- Awarded for: Home entertainment (music, film, and video games)
- Sponsored by: Blockbuster LLC
- Location: Los Angeles, Hollywood
- Country: United States
- Presented by: Blockbuster Entertainment
- Reward: Trophy
- First award: 1995; 31 years ago
- Final award: 2001; 25 years ago
- Most awards: Nicolas Cage

Television/radio coverage
- Network: CBS (1995) UPN (1996–1998) Fox (1999–2001) Fox Radio
- Produced by: Ken Ehrlich

= Blockbuster Entertainment Awards =

Film awards ceremony (1995–2001)

The Blockbuster Entertainment Awards was a film awards ceremony, founded by Blockbuster Entertainment, Inc., which was first presented in 1995, and lasted until 2001, with the decision to cancel the 2002 awards following concerns after the September 11 attacks. They were produced each year by Ken Ehrlich.
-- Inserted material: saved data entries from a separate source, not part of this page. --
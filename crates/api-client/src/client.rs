//! Request executor.

use std::sync::Arc;

use restapi_auth::{Authenticator, ClientCredentials};
use tokio_util::sync::CancellationToken;
use tracing::{debug, instrument};

use crate::config::ClientConfig;
use crate::error::{Error, ErrorKind, Result};
use crate::rate_limit::RateLimiter;
use crate::request::{parse_method, RequestBuilder};
use crate::response::ResponseEnvelope;

/// HTTP client for one remote JSON API.
///
/// Cloning is cheap; clones share the connection pool, cookie jar, token
/// cache and rate limiter.
#[derive(Clone)]
pub struct ApiClient {
    http: reqwest::Client,
    config: Arc<ClientConfig>,
    authenticator: Authenticator,
    limiter: Arc<RateLimiter>,
}

impl std::fmt::Debug for ApiClient {
    fn fmt(&self, f: &mut std::fmt::Formatter<'_>) -> std::fmt::Result {
        f.debug_struct("ApiClient")
            .field("config", &self.config)
            .field("auth", &self.authenticator.method().name())
            .field(
                "basic_override",
                &self.authenticator.basic_override().map(|b| b.username()),
            )
            .field("limiter", &self.limiter)
            .finish()
    }
}

impl ApiClient {
    /// Create a client from a validated configuration.
    pub fn new(config: ClientConfig) -> Result<Self> {
        let mut builder = reqwest::Client::builder()
            .user_agent(crate::USER_AGENT)
            .cookie_store(config.use_cookies);

        if let Some(timeout) = config.timeout {
            builder = builder.timeout(timeout);
        }
        builder = config.tls.apply(builder);

        let http = builder.build().map_err(|e| {
            Error::with_source(
                ErrorKind::Configuration(format!("could not build HTTP client: {}", e)),
                e,
            )
        })?;

        let oauth = config
            .auth
            .oauth
            .clone()
            .map(|oauth| ClientCredentials::new(oauth, http.clone()));
        let authenticator =
            Authenticator::resolve(config.auth.jwt.clone(), oauth, config.auth.basic.clone());
        let limiter = RateLimiter::from_config(config.rate_limit)?;

        debug!(
            uri = %config.uri,
            auth = authenticator.method().name(),
            rate_limit = ?config.rate_limit,
            "API client created"
        );

        Ok(Self {
            http,
            config: Arc::new(config),
            authenticator,
            limiter: Arc::new(limiter),
        })
    }

    /// Create a client and check `test_path`, if configured, with the read verb.
    pub async fn connect(config: ClientConfig) -> Result<Self> {
        let client = Self::new(config)?;

        if let Some(test_path) = client.config.test_path.as_deref() {
            debug!(test_path, "Checking API connectivity");
            client
                .send_request(client.config.read_method.as_str(), test_path, "")
                .await?;
        }

        Ok(client)
    }

    /// Get the client configuration.
    pub fn config(&self) -> &ClientConfig {
        &self.config
    }

    /// Get the authenticator.
    pub fn authenticator(&self) -> &Authenticator {
        &self.authenticator
    }

    /// Get the rate limiter.
    pub fn rate_limiter(&self) -> &RateLimiter {
        &self.limiter
    }

    /// Send `body` to `uri + path` and return the response body.
    ///
    /// Non-2xx responses fail with an `Api` error that keeps the body.
    pub async fn send_request(&self, method: &str, path: &str, body: &str) -> Result<String> {
        self.send_request_with_cancel(method, path, body, &CancellationToken::new())
            .await
    }

    /// Like [`send_request`](Self::send_request), giving up with `Cancelled`
    /// once `cancel` fires.
    pub async fn send_request_with_cancel(
        &self,
        method: &str,
        path: &str,
        body: &str,
        cancel: &CancellationToken,
    ) -> Result<String> {
        let response = self.execute_with_cancel(method, path, body, cancel).await?;
        Ok(response.error_for_status()?.into_body())
    }

    /// Send a request and return the normalized response whatever its status.
    pub async fn execute(&self, method: &str, path: &str, body: &str) -> Result<ResponseEnvelope> {
        self.execute_with_cancel(method, path, body, &CancellationToken::new())
            .await
    }

    /// Like [`execute`](Self::execute), giving up with `Cancelled` once
    /// `cancel` fires.
    #[instrument(skip(self, body, cancel), fields(url = tracing::field::Empty))]
    pub async fn execute_with_cancel(
        &self,
        method: &str,
        path: &str,
        body: &str,
        cancel: &CancellationToken,
    ) -> Result<ResponseEnvelope> {
        let method = parse_method(method)?;
        let url = format!("{}{}", self.config.uri, path);
        tracing::Span::current().record("url", url.as_str());

        let mut request = RequestBuilder::new(method, url)
            .json_body(body)
            .headers(&self.config.headers);

        let authorization = tokio::select! {
            biased;
            _ = cancel.cancelled() => return Err(Error::new(ErrorKind::Cancelled)),
            authorization = self.authenticator.authorization() => authorization?,
        };
        if let Some(authorization) = authorization {
            request = request.authorization(&authorization)?;
        }

        self.limiter.acquire(cancel).await?;

        if self.config.debug {
            debug!(headers = ?request.redacted_headers(), body, "Sending request");
        } else {
            debug!("Sending request");
        }

        let response = tokio::select! {
            biased;
            _ = cancel.cancelled() => return Err(Error::new(ErrorKind::Cancelled)),
            response = request.into_reqwest(&self.http).send() => response?,
        };

        let status = response.status();
        let headers = response.headers().clone();
        let raw = tokio::select! {
            biased;
            _ = cancel.cancelled() => return Err(Error::new(ErrorKind::Cancelled)),
            text = response.text() => text?,
        };

        let envelope = ResponseEnvelope::new(status, headers, raw, &self.config.xssi_prefix);

        if self.config.debug {
            debug!(status = envelope.status, body = %envelope.body, "Response received");
        } else {
            debug!(status = envelope.status, "Response received");
        }

        Ok(envelope)
    }
}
==Formation and first awards==
The first annual awards were held on June 3, 1995, at the Pantages Theatre and broadcast on June 6. The idea for the awards show came from Blockbuster marketing executive Brian Woods, who worked on the project for two years. Blockbuster reportedly saw creating the awards as a way of promoting both the company and also the performers whose records and films were sold in their stores.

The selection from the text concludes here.